**To do**.
Copy exactly, please, each line of the data below until the line that contains "pub enum AuthorityError" has been copied, beginning at the top.

**Supplied data**.

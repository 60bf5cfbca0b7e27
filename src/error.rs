//! The error kinds the core distinguishes, mapped to HTTP status and a
//! stable reason string at the gateway boundary.

use axum::http::StatusCode;
use axum::response::{IntoResponse, Response};
use axum::Json;
use serde_json::json;

#[derive(Debug, thiserror::Error)]
pub enum AuthorityError {
    #[error("no bearer token")]
    MissingCredential,
    #[error("invalid token format")]
    InvalidTokenFormat,
    #[error("invalid signature")]
    InvalidSignature,
    #[error("token expired")]
    TokenExpired,
    #[error("token revoked")]
    TokenRevoked,
    #[error("account inactive")]
    AccountInactive,
    #[error("challenge not found")]
    ChallengeNotFound,
    #[error("{0}")]
    CeremonyVerificationFailed(String),
    #[error("cloned authenticator suspected")]
    CounterRegressed,
    #[error("{0}")]
    BadRequest(String),
    #[error("database error: {0}")]
    Unavailable(String),
}

impl AuthorityError {
    fn status(&self) -> StatusCode {
        match self {
            AuthorityError::MissingCredential
            | AuthorityError::InvalidTokenFormat
            | AuthorityError::InvalidSignature
            | AuthorityError::TokenExpired
            | AuthorityError::TokenRevoked
            | AuthorityError::AccountInactive => StatusCode::UNAUTHORIZED,
            AuthorityError::ChallengeNotFound
            | AuthorityError::CeremonyVerificationFailed(_)
            | AuthorityError::CounterRegressed
            | AuthorityError::BadRequest(_) => StatusCode::BAD_REQUEST,
            AuthorityError::Unavailable(_) => StatusCode::SERVICE_UNAVAILABLE,
        }
    }

    /// The stable reason string surfaced in error bodies. Never leaks
    /// internal grant-store structure (§7 propagation policy).
    pub fn reason(&self) -> String {
        self.to_string()
    }
}

impl From<rusqlite::Error> for AuthorityError {
    fn from(e: rusqlite::Error) -> Self {
        AuthorityError::Unavailable(e.to_string())
    }
}

impl IntoResponse for AuthorityError {
    fn into_response(self) -> Response {
        let status = self.status();
        (status, Json(json!({ "error": self.reason() }))).into_response()
    }
}

pub type AuthorityResult<T> = Result<T, AuthorityError>;
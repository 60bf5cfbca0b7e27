//! Signed token service — mint, parse, validate, and revoke compact
//! bearer tokens composed of three dot-separated URL-safe base64 segments.

use crate::codec;
use crate::db::Db;
use crate::error::AuthorityError;
use chrono::{DateTime, Utc};
use hmac::{Hmac, Mac};
use serde::{Deserialize, Serialize};
use sha2::Sha256;

type HmacSha256 = Hmac<Sha256>;

#[derive(Debug, Clone, Serialize, Deserialize)]
struct Header {
    alg: &'static str,
    typ: &'static str,
}

impl Default for Header {
    fn default() -> Self {
        Header { alg: "HS256", typ: "AUTH" }
    }
}

/// The payload carried by a minted token. Roles are the names assigned at
/// mint time — never resolved permissions (§4.2).
#[derive(Debug, Clone, Serialize, Deserialize)]
pub struct Claims {
    pub sub: String,
    pub display_name: String,
    pub email: Option<String>,
    pub roles: Vec<String>,
    pub iat: i64,
    pub exp: i64,
    pub jti: String,
}

/// A subject's attributes as supplied to `mint`.
pub struct Subject {
    pub user_id: String,
    pub display_name: String,
    pub email: Option<String>,
    pub roles: Vec<String>,
}

pub struct TokenService {
    signing_key: [u8; 32],
}

impl TokenService {
    pub fn new(signing_key: [u8; 32]) -> Self {
        TokenService { signing_key }
    }

    /// Mint a token with the given lifetime; returns the compact token and
    /// the token identifier (jti), which doubles as the session's primary
    /// key (§9 open question: session row PK IS the token identifier).
    pub fn mint(&self, subject: &Subject, lifetime: chrono::Duration) -> (String, String) {
        let jti = uuid::Uuid::new_v4().to_string();
        let now = Utc::now();
        let claims = Claims {
            sub: subject.user_id.clone(),
            display_name: subject.display_name.clone(),
            email: subject.email.clone(),
            roles: subject.roles.clone(),
            iat: now.timestamp(),
            exp: (now + lifetime).timestamp(),
            jti: jti.clone(),
        };
        let header = Header::default();
        let header_b64 = codec::encode(&serde_json::to_vec(&header).expect("header always serializes"));
        let payload_b64 = codec::encode(&serde_json::to_vec(&claims).expect("claims always serialize"));
        let signing_input = format!("{header_b64}.{payload_b64}");
        let signature = self.sign(signing_input.as_bytes());
        let sig_b64 = codec::encode(&signature);
        (format!("{header_b64}.{payload_b64}.{sig_b64}"), jti)
    }

    fn sign(&self, data: &[u8]) -> Vec<u8> {
        let mut mac = HmacSha256::new_from_slice(&self.signing_key).expect("HMAC accepts any key length");
        mac.update(data);
        mac.finalize().into_bytes().to_vec()
    }

    /// Validate a token: structural check, constant-time signature
    /// verification, expiry, then (unless `skip_revocation_check`) a
    /// revocation lookup against the session store by jti (§4.2).
    pub fn validate(
        &self,
        token: &str,
        db: &Db,
        skip_revocation_check: bool,
    ) -> Result<Claims, AuthorityError> {
        let parts: Vec<&str> = token.split('.').collect();
        if parts.len() != 3 {
            return Err(AuthorityError::InvalidTokenFormat);
        }
        let [header_b64, payload_b64, sig_b64] = [parts[0], parts[1], parts[2]];
        let header_bytes = codec::decode(header_b64).map_err(|_| AuthorityError::InvalidTokenFormat)?;
        let payload_bytes = codec::decode(payload_b64).map_err(|_| AuthorityError::InvalidTokenFormat)?;
        let sig_bytes = codec::decode(sig_b64).map_err(|_| AuthorityError::InvalidTokenFormat)?;
        let _header: Header =
            serde_json::from_slice(&header_bytes).map_err(|_| AuthorityError::InvalidTokenFormat)?;
        let claims: Claims =
            serde_json::from_slice(&payload_bytes).map_err(|_| AuthorityError::InvalidTokenFormat)?;

        let signing_input = format!("{header_b64}.{payload_b64}");
        let mut mac = HmacSha256::new_from_slice(&self.signing_key).expect("HMAC accepts any key length");
        mac.update(signing_input.as_bytes());
        mac.verify_slice(&sig_bytes).map_err(|_| AuthorityError::InvalidSignature)?;

        if Utc::now().timestamp() >= claims.exp {
            return Err(AuthorityError::TokenExpired);
        }

        if !skip_revocation_check {
            if let Some(session) = db.get_session(&claims.jti)? {
                if session.revoked {
                    return Err(AuthorityError::TokenRevoked);
                }
            }
        }

        // G4: a session is valid only if its user is still active.
        match db.get_user(&claims.sub)? {
            Some(user) if user.is_active => {}
            _ => return Err(AuthorityError::AccountInactive),
        }

        Ok(claims)
    }

    /// Revoke the session row identified by a token's jti. Idempotent;
    /// no-op if no session row exists.
    pub fn revoke(&self, db: &Db, jti: &str) -> Result<(), AuthorityError> {
        db.revoke_session(jti)?;
        Ok(())
    }
}

/// Extract the bearer token from an `Authorization` header value. Returns
/// `None` unless the value matches `Bearer <nonempty>` exactly (ASCII
/// case-sensitive scheme, exactly one space) — §4.2, property P8/scenario 8.
pub fn extract_bearer(header_value: Option<&str>) -> Option<&str> {
    let value = header_value?;
    let rest = value.strip_prefix("Bearer ")?;
    if rest.is_empty() || rest.starts_with(' ') {
        return None;
    }
    Some(rest)
}

pub fn exp_to_datetime(exp_secs: i64) -> DateTime<Utc> {
    DateTime::from_timestamp(exp_secs, 0).unwrap_or_else(Utc::now)
}
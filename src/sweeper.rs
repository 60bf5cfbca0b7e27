//! Background sweeper (§5 "periodic work") — purges expired challenges
//! and expired sessions at a bounded cadence. Best-effort: expired rows
//! are also filtered on read, so a missed or failed sweep tick never
//! causes an incorrect allow/validate decision.

use crate::db::Db;
use std::sync::Arc;
use std::time::Duration;

pub fn spawn(db: Arc<Db>, interval: Duration) {
    tokio::spawn(async move {
        let mut ticker = tokio::time::interval(interval);
        loop {
            ticker.tick().await;
            match db.purge_expired_challenges() {
                Ok(n) if n > 0 => tracing::debug!(count = n, "swept expired challenges"),
                Ok(_) => {}
                Err(e) => tracing::warn!(error = %e, "challenge sweep failed"),
            }
            match db.purge_expired_sessions() {
                Ok(n) if n > 0 => tracing::debug!(count = n, "swept expired sessions"),
                Ok(_) => {}
                Err(e) => tracing::warn!(error = %e, "session sweep failed"),
            }
        }
    });
}
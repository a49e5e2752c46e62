use chrono::{Months, NaiveDate};

use crate::metrics;
use crate::models::{
    AnalyticsSummary, Overview, Program, RiskEntry, TrendPoint, TrendSeries,
};

const TREND_PERIODS: u32 = 6;

/// Fixed reference catalogs shown alongside the computed metrics. These are
/// configuration maintained with the programs team, not derived from input.
const COMMON_CHALLENGES: &[&str] = &[
    "Underreporting of GBV cases in rural service areas",
    "Survivor follow-up lost after shelter exit",
    "Delayed disbursement of partner grant tranches",
    "Staff turnover in county-level response units",
    "Limited referral pathways for SRH services",
];

const RISK_CATALOG: &[RiskEntry] = &[
    RiskEntry {
        risk: "Donor funding gap at mid-year review",
        likelihood: "medium",
        mitigation: "Diversify grant pipeline and stage activity budgets",
    },
    RiskEntry {
        risk: "Community resistance to survivor reintegration",
        likelihood: "medium",
        mitigation: "Engage local leadership before reintegration visits",
    },
    RiskEntry {
        risk: "Data loss from paper-based case intake",
        likelihood: "low",
        mitigation: "Digitize intake forms at county offices",
    },
    RiskEntry {
        risk: "Security incidents during field outreach",
        likelihood: "low",
        mitigation: "Pair field officers and log movement plans",
    },
];

/// Composes the full analytics summary for a fetched selection of programs.
/// Pure and stateless; safe to call concurrently.
pub fn build_summary(programs: &[Program], today: NaiveDate) -> AnalyticsSummary {
    let rate = metrics::utilization_rate(programs);

    AnalyticsSummary {
        overview: Overview {
            total_programs: programs.len(),
            // Inherited reporting convention: completion is read off budget
            // utilization until task-based completion is signed off.
            overall_completion: rate,
            budget_utilization: rate,
            total_beneficiaries: metrics::total_beneficiaries(programs),
        },
        task_performance: metrics::bucket_tasks(programs, today),
        focus_area_performance: metrics::focus_area_rollup(programs),
        common_challenges: COMMON_CHALLENGES.to_vec(),
        risk_analysis: RISK_CATALOG.to_vec(),
        trends: placeholder_trends(today),
    }
}

/// Trailing six-period trend block. Historical snapshots are not recorded
/// yet, so every point is zero and the series is tagged as a placeholder;
/// consumers must not chart it as measured data.
fn placeholder_trends(today: NaiveDate) -> TrendSeries {
    let points = (0..TREND_PERIODS)
        .rev()
        .map(|back| TrendPoint {
            period: (today - Months::new(back)).format("%Y-%m").to_string(),
            completion: 0,
            budget_utilization: 0,
        })
        .collect();

    TrendSeries {
        source: "placeholder",
        points,
    }
}
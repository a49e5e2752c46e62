use chrono::NaiveDate;

use crate::models::Task;

/// Scores strictly below this are behind.
pub const BEHIND_BELOW: i32 = 5;
/// Scores at or above this (and below `COMPLETED_SCORE`) are on track.
pub const ON_TRACK_FROM: i32 = 7;
/// A status score of exactly this value marks the task complete.
pub const COMPLETED_SCORE: i32 = 10;
/// A task not yet on track and due in fewer than this many days is at risk.
pub const AT_RISK_WINDOW_DAYS: i64 = 7;

#[derive(Debug, Clone, Copy, Default, PartialEq, Eq)]
pub struct TaskFlags {
    pub completed: bool,
    pub on_track: bool,
    pub behind: bool,
    pub at_risk: bool,
}

/// Classifies one scored task against the policy thresholds above.
///
/// Returns `None` for unscored tasks, which belong to no bucket. `behind`
/// and `at_risk` are independent flags and can both be set for the same
/// task; the tally counts them separately. A score in
/// [`BEHIND_BELOW`, `ON_TRACK_FROM`) with no near due date sets no flag at
/// all: in progress, not otherwise flagged.
pub fn classify_task(task: &Task, today: NaiveDate) -> Option<TaskFlags> {
    let score = task.status_score?;
    let mut flags = TaskFlags::default();

    if score == COMPLETED_SCORE {
        flags.completed = true;
    } else if score >= ON_TRACK_FROM {
        flags.on_track = true;
    }

    if score < BEHIND_BELOW {
        flags.behind = true;
    }

    if score < ON_TRACK_FROM {
        if let Some(due) = task.due_date {
            let days_until_due = (due - today).num_days();
            if days_until_due < AT_RISK_WINDOW_DAYS {
                flags.at_risk = true;
            }
        }
    }

    Some(flags)
}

**Output below**.
repository 60bf5cfbca0b7e27
filename src/error.rs
//! The error kinds the core distinguishes, mapped to HTTP status and a
//! stable reason string at the gateway boundary.

use axum::http::StatusCode;
use axum::response::{IntoResponse, Response};
use axum::Json;
use serde_json::json;

#[derive(Debug, thiserror::Error)]
pub enum AuthorityError {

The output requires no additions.